Task to complete:
What you give back must match the records below word for word.

Supplied information:
BEGIN
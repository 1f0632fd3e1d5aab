use std::path::PathBuf;
use thiserror::Error;

#[derive(Error, Debug)]
pub enum SurveyError {
    #[error("input file not found: {}", .0.display())]
    InputNotFound(PathBuf),

    #[error("input is not valid UTF-8: {0}")]
    Encoding(#[from] std::string::FromUtf8Error),

    #[error("no columns to parse from the input")]
    EmptyInput,

    #[error("row {row}: expected at most {expected} fields, found {found}")]
    MalformedRow {
        row: usize,
        expected: usize,
        found: usize,
    },

    #[error("required column not found: {0}")]
    MissingColumn(String),

    #[error("column appears more than once after renaming: {0}")]
    DuplicateColumn(String),

    #[error("regression error: {0}")]
    Regression(String),

    #[error("plot error: {0}")]
    Plot(String),

    #[error("IO error: {0}")]
    Io(#[from] std::io::Error),

    #[error("CSV error: {0}")]
    Csv(#[from] csv::Error),
}

pub type Result<T> = std::result::Result<T, SurveyError>;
END
Response area:
repository 1f0632fd3e1d5aab
use std::path::PathBuf;
use thiserror::Error;

#[derive(Error, Debug)]
pub enum SurveyError {
    #[error("input file not found: {}", .0.display())]
    InputNotFound(PathBuf),

    #[error("input is not valid UTF-8: {0}")]
    Encoding(#[from] std::string::FromUtf8Error),

    #[error("no columns to parse from the input")]
    EmptyInput,

    #[error("row {row}: expected at most {expected} fields, found {found}")]
    MalformedRow {
        row: usize,
        expected: usize,
        found: usize,
    },

    #[error("required column not found: {0}")]
    MissingColumn(String),

    #[error("column appears more than once after renaming: {0}")]
    DuplicateColumn(String),

    #[error("regression error: {0}")]
    Regression(String),

    #[error("plot error: {0}")]
    Plot(String),

    #[error("IO error: {0}")]
    Io(#[from] std::io::Error),

    #[error("CSV error: {0}")]
    Csv(#[from] csv::Error),
}

pub type Result<T> = std::result::Result<T, SurveyError>;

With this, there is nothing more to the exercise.